An absurdist film built around the “comfort myth” that Canadians have of being nice people, Gunless follows The Montana Kid as he arrives, unconscious (having escaped his own hanging back in the States) in a small town, where the only firearms are shotguns for hunting. When the local blacksmith (X-Men’s Tyler Mane) takes the trouble to shoe his horse, unasked, The Kid accuses him of horsethievery and challenges him to a gunfight.
Trouble is, the only pistol in town is short of parts, and he’ll have to wait until they can be ordered in. So he takes a job as a labourer with the local widow (Sienna Guillory) to while away the time.
Meanwhile, kicking up dust at the border is Ben Cutler (Callum Keith Rennie), the bounty hunter who nearly had The Kid in his grasp.
Those with long enough memories will recall Gross and Rennie in the ’90s as co-stars of Due South, a series about a by-the-book Mountie in Chicago who partners with a brash American cop (David Marciano for two seasons, and then Rennie).

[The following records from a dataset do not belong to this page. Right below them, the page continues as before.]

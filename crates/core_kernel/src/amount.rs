//! Monetary amounts with precise decimal arithmetic
//!
//! Journal amounts are currency-agnostic: a ledger line only carries a
//! magnitude, and every amount shown to a user is formatted with two decimal
//! places. `Amount` wraps `rust_decimal::Decimal` so that percentage splits
//! and totals never accumulate binary floating-point error.
//!
//! Form inputs are modelled separately by [`AmountField`], which keeps the
//! difference between "nothing entered", "a number" and "text that is not a
//! number yet" explicit instead of overloading the empty string as zero.

use rust_decimal::{Decimal, RoundingStrategy};
use rust_decimal_macros::dec;
use serde::{Deserialize, Deserializer, Serialize, Serializer};
use std::fmt;
use std::iter::Sum;
use std::ops::{Add, AddAssign, Neg, Sub};
use std::str::FromStr;
use thiserror::Error;

/// Number of decimal places used for every displayed amount
pub const CURRENCY_DECIMAL_PLACES: u32 = 2;

/// Largest magnitude accepted from typed input
///
/// Keeps column totals far below `Decimal::MAX` however many lines an entry
/// has.
pub const MAX_INPUT_MAGNITUDE: Decimal = dec!(1000000000000000000);

/// Errors that can occur when reading an amount strictly
#[derive(Debug, Error, PartialEq, Eq)]
pub enum AmountError {
    #[error("Malformed amount: {0:?}")]
    Malformed(String),

    #[error("Amount must not be negative: {0}")]
    Negative(String),

    #[error("Amount is out of range: {0}")]
    OutOfRange(String),

    #[error("Overflow during calculation")]
    Overflow,
}

/// A monetary magnitude
#[derive(Debug, Clone, Copy, PartialEq, Eq, PartialOrd, Ord, Hash, Default, Serialize, Deserialize)]
#[serde(transparent)]
pub struct Amount(Decimal);

impl Amount {
    /// Creates a new amount
    pub fn new(value: Decimal) -> Self {
        Self(value)
    }

    /// Creates an amount from minor units (cents)
    pub fn from_minor(minor_units: i64) -> Self {
        Self(Decimal::new(minor_units, CURRENCY_DECIMAL_PLACES))
    }

    /// The zero amount
    pub fn zero() -> Self {
        Self(Decimal::ZERO)
    }

    /// Returns the underlying decimal
    pub fn value(&self) -> Decimal {
        self.0
    }

    pub fn is_zero(&self) -> bool {
        self.0.is_zero()
    }

    pub fn is_negative(&self) -> bool {
        self.0.is_sign_negative() && !self.0.is_zero()
    }

    pub fn is_positive(&self) -> bool {
        self.0.is_sign_positive() && !self.0.is_zero()
    }

    /// Returns the absolute value
    pub fn abs(&self) -> Self {
        Self(self.0.abs())
    }

    /// Checked addition that returns an error on overflow
    pub fn checked_add(&self, other: Amount) -> Result<Amount, AmountError> {
        self.0.checked_add(other.0).map(Amount).ok_or(AmountError::Overflow)
    }

    /// Checked subtraction that returns an error on overflow
    pub fn checked_sub(&self, other: Amount) -> Result<Amount, AmountError> {
        self.0.checked_sub(other.0).map(Amount).ok_or(AmountError::Overflow)
    }

    /// Addition clamped to the representable range
    pub fn saturating_add(&self, other: Amount) -> Amount {
        Self(self.0.saturating_add(other.0))
    }

    /// Subtraction clamped to the representable range
    pub fn saturating_sub(&self, other: Amount) -> Amount {
        Self(self.0.saturating_sub(other.0))
    }

    /// Rounds to two decimal places, midpoints away from zero
    ///
    /// The result always carries a scale of two so that its `Display`
    /// output is the same text the dashboard shows (`910` becomes `910.00`).
    pub fn round_currency(&self) -> Self {
        let mut rounded = self.0.round_dp_with_strategy(
            CURRENCY_DECIMAL_PLACES,
            RoundingStrategy::MidpointAwayFromZero,
        );
        rounded.rescale(CURRENCY_DECIMAL_PLACES);
        Self(rounded)
    }

    /// Formats with exactly two decimal places
    pub fn to_fixed(&self) -> String {
        self.round_currency().0.to_string()
    }

    /// Computes `percentage` percent of `total`, unrounded
    pub fn percent_of(percentage: Decimal, total: Amount) -> Self {
        Self(percentage / dec!(100) * total.0)
    }

    /// Parses a user-entered amount, treating anything unreadable as zero
    ///
    /// Used for live recomputation while a field is still being typed.
    pub fn parse_lenient(input: &str) -> Self {
        input.parse().unwrap_or_default()
    }

    /// Parses an amount that must be present and non-negative
    pub fn parse_non_negative(input: &str) -> Result<Self, AmountError> {
        let amount: Amount = input.parse()?;
        if amount.is_negative() {
            return Err(AmountError::Negative(input.trim().to_string()));
        }
        Ok(amount)
    }
}

impl FromStr for Amount {
    type Err = AmountError;

    fn from_str(s: &str) -> Result<Self, Self::Err> {
        let trimmed = s.trim();
        let value = Decimal::from_str(trimmed)
            .map_err(|_| AmountError::Malformed(trimmed.to_string()))?;
        if value.abs() > MAX_INPUT_MAGNITUDE {
            return Err(AmountError::OutOfRange(trimmed.to_string()));
        }
        Ok(Amount(value))
    }
}

impl fmt::Display for Amount {
    fn fmt(&self, f: &mut fmt::Formatter<'_>) -> fmt::Result {
        f.write_str(&self.to_fixed())
    }
}

impl From<Decimal> for Amount {
    fn from(value: Decimal) -> Self {
        Self(value)
    }
}

impl Add for Amount {
    type Output = Self;

    fn add(self, other: Self) -> Self {
        Self(self.0 + other.0)
    }
}

impl AddAssign for Amount {
    fn add_assign(&mut self, other: Self) {
        self.0 += other.0;
    }
}

impl Sub for Amount {
    type Output = Self;

    fn sub(self, other: Self) -> Self {
        Self(self.0 - other.0)
    }
}

impl Neg for Amount {
    type Output = Self;

    fn neg(self) -> Self {
        Self(-self.0)
    }
}

impl Sum for Amount {
    fn sum<I: Iterator<Item = Amount>>(iter: I) -> Self {
        iter.fold(Amount::zero(), Add::add)
    }
}

impl<'a> Sum<&'a Amount> for Amount {
    fn sum<I: Iterator<Item = &'a Amount>>(iter: I) -> Self {
        iter.copied().sum()
    }
}

/// The state of a debit or credit input
///
/// An `Empty` field means "not entered"; it counts as zero in totals but,
/// unlike an explicit `0.00`, it does not claim that side of the line.
#[derive(Debug, Clone, PartialEq, Eq, Default)]
pub enum AmountField {
    #[default]
    Empty,
    Value(Amount),
    Malformed(String),
}

impl AmountField {
    /// Reads raw input text
    ///
    /// Text that is not a number, or a number beyond
    /// [`MAX_INPUT_MAGNITUDE`], is kept as `Malformed`.
    pub fn parse(input: &str) -> Self {
        let trimmed = input.trim();
        if trimmed.is_empty() {
            return AmountField::Empty;
        }
        match trimmed.parse::<Amount>() {
            Ok(amount) => AmountField::Value(amount),
            Err(_) => AmountField::Malformed(trimmed.to_string()),
        }
    }

    /// Wraps an already-computed amount, formatted for display
    pub fn currency(amount: Amount) -> Self {
        AmountField::Value(amount.round_currency())
    }

    /// The amount this field contributes to totals
    pub fn as_amount(&self) -> Amount {
        match self {
            AmountField::Value(amount) => *amount,
            AmountField::Empty | AmountField::Malformed(_) => Amount::zero(),
        }
    }

    /// True when the user typed something into the field
    pub fn is_entered(&self) -> bool {
        !matches!(self, AmountField::Empty)
    }

    pub fn is_malformed(&self) -> bool {
        matches!(self, AmountField::Malformed(_))
    }

    /// The text shown in the input
    pub fn display(&self) -> String {
        match self {
            AmountField::Empty => String::new(),
            AmountField::Value(amount) => amount.value().to_string(),
            AmountField::Malformed(raw) => raw.clone(),
        }
    }
}

impl fmt::Display for AmountField {
    fn fmt(&self, f: &mut fmt::Formatter<'_>) -> fmt::Result {
        f.write_str(&self.display())
    }
}

impl From<&str> for AmountField {
    fn from(input: &str) -> Self {
        AmountField::parse(input)
    }
}

impl Serialize for AmountField {
    fn serialize<S: Serializer>(&self, serializer: S) -> Result<S::Ok, S::Error> {
        serializer.serialize_str(&self.display())
    }
}

impl<'de> Deserialize<'de> for AmountField {
    fn deserialize<D: Deserializer<'de>>(deserializer: D) -> Result<Self, D::Error> {
        let raw = String::deserialize(deserializer)?;
        Ok(AmountField::parse(&raw))
    }
}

“What was true of Due South is also true of this film,” Gross says. “It’s a clash of national mythologies, that we are nice, accommodating people. And the United States we view as being bullish and self-centred, solving everything with a gun. Neither is necessarily true, but it’s fun smashing those mythologies together. Just the whole idea of a town with no guns, and having to wait around to order a part to have a gunfight. That was the twist that made me want to do this. The idea made me laugh.”
Gunless hits the screens on the heels of Gross’s first Hollywood foray in nearly 15 years, playing The Devil in the ill-fated ABC series Eastwick (based on the movie/novel The Witches Of Eastwick). How many actors can say they’ve had a successful career almost entirely within Canada? “Me and (Gordon) Pinsent, I guess,” Gross says with a laugh.
“It was absolutely fascinating to be back in Hollywood after such a long time. Back then, the general feeling was sort of wild confidence, a braggadocio born out the fact that they were generating bottomless buckets of cash. And that’s all fallen apart. So now the overwhelming feeling is one of fear and anxiety and it kind of found its way into that show.
“It was The Witches of Eastwick, and ABC got real nervous thinking it would alienate too many people if it was about witches and magic and The Devil. So through the first I-don’t-know-how-many episodes, they kind of rinsed it of that. The thing about something like that is the Bible Belt is not going to watch The Witches of Eastwick anyway. If you have a problem with it, don’t tune in. But because they’re so fearful, they overthink everything.”
Meanwhile, up in the kinder, gentler Great White North, he says the movie business has its own very Canadian problems. “We have endless conversations among ourselves, the people who make movies. And they all seem to revolve weirdly around the paradigm of government funding policy.
“I just think it’s a bit silly. In the end, you can’t sell policy to moviegoers. They want to be entertained.”